***** Dataset records

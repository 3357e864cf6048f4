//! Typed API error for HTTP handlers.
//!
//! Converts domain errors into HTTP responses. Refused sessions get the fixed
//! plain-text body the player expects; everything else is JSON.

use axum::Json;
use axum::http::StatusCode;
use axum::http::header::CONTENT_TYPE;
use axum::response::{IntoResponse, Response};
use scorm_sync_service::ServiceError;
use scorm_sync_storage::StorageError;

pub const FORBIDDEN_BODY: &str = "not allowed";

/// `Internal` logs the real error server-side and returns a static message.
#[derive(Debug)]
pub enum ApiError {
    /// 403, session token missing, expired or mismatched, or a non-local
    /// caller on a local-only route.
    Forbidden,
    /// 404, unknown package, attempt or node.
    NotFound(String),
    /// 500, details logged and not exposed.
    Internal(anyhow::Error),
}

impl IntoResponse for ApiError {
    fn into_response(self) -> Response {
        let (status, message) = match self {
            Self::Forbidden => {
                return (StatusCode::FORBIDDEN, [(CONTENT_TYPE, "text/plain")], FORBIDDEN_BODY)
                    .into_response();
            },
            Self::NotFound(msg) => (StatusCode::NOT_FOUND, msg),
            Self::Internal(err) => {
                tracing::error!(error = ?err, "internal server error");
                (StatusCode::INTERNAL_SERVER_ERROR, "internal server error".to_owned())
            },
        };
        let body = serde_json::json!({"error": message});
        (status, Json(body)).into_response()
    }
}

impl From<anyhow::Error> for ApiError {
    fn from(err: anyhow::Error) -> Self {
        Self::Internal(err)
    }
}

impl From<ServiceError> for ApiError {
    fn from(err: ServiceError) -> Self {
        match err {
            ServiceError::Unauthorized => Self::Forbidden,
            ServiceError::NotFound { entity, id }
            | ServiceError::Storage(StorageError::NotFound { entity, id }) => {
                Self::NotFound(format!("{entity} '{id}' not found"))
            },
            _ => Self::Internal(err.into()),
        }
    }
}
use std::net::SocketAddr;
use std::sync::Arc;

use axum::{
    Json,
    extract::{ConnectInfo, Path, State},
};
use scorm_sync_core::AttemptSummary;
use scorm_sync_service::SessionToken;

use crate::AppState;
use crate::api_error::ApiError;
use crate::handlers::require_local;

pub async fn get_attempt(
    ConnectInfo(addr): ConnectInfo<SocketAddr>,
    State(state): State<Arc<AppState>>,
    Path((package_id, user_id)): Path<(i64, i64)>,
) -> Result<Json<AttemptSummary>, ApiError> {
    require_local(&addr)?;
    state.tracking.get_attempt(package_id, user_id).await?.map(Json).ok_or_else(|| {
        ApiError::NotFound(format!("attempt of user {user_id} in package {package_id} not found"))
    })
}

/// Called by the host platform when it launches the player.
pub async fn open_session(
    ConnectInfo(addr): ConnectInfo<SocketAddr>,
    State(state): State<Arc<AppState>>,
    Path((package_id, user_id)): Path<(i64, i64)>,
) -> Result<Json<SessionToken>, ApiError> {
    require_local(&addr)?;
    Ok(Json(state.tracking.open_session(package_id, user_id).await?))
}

**********

◆ Work request
Among the lines of the preceding data, which ones hold the word "ApiError"? List them.

◆ Task answer
pub enum ApiError {
impl IntoResponse for ApiError {
impl From<anyhow::Error> for ApiError {
impl From<ServiceError> for ApiError {
use crate::api_error::ApiError;
) -> Result<Json<AttemptSummary>, ApiError> {
        ApiError::NotFound(format!("attempt of user {user_id} in package {package_id} not found"))
) -> Result<Json<SessionToken>, ApiError> {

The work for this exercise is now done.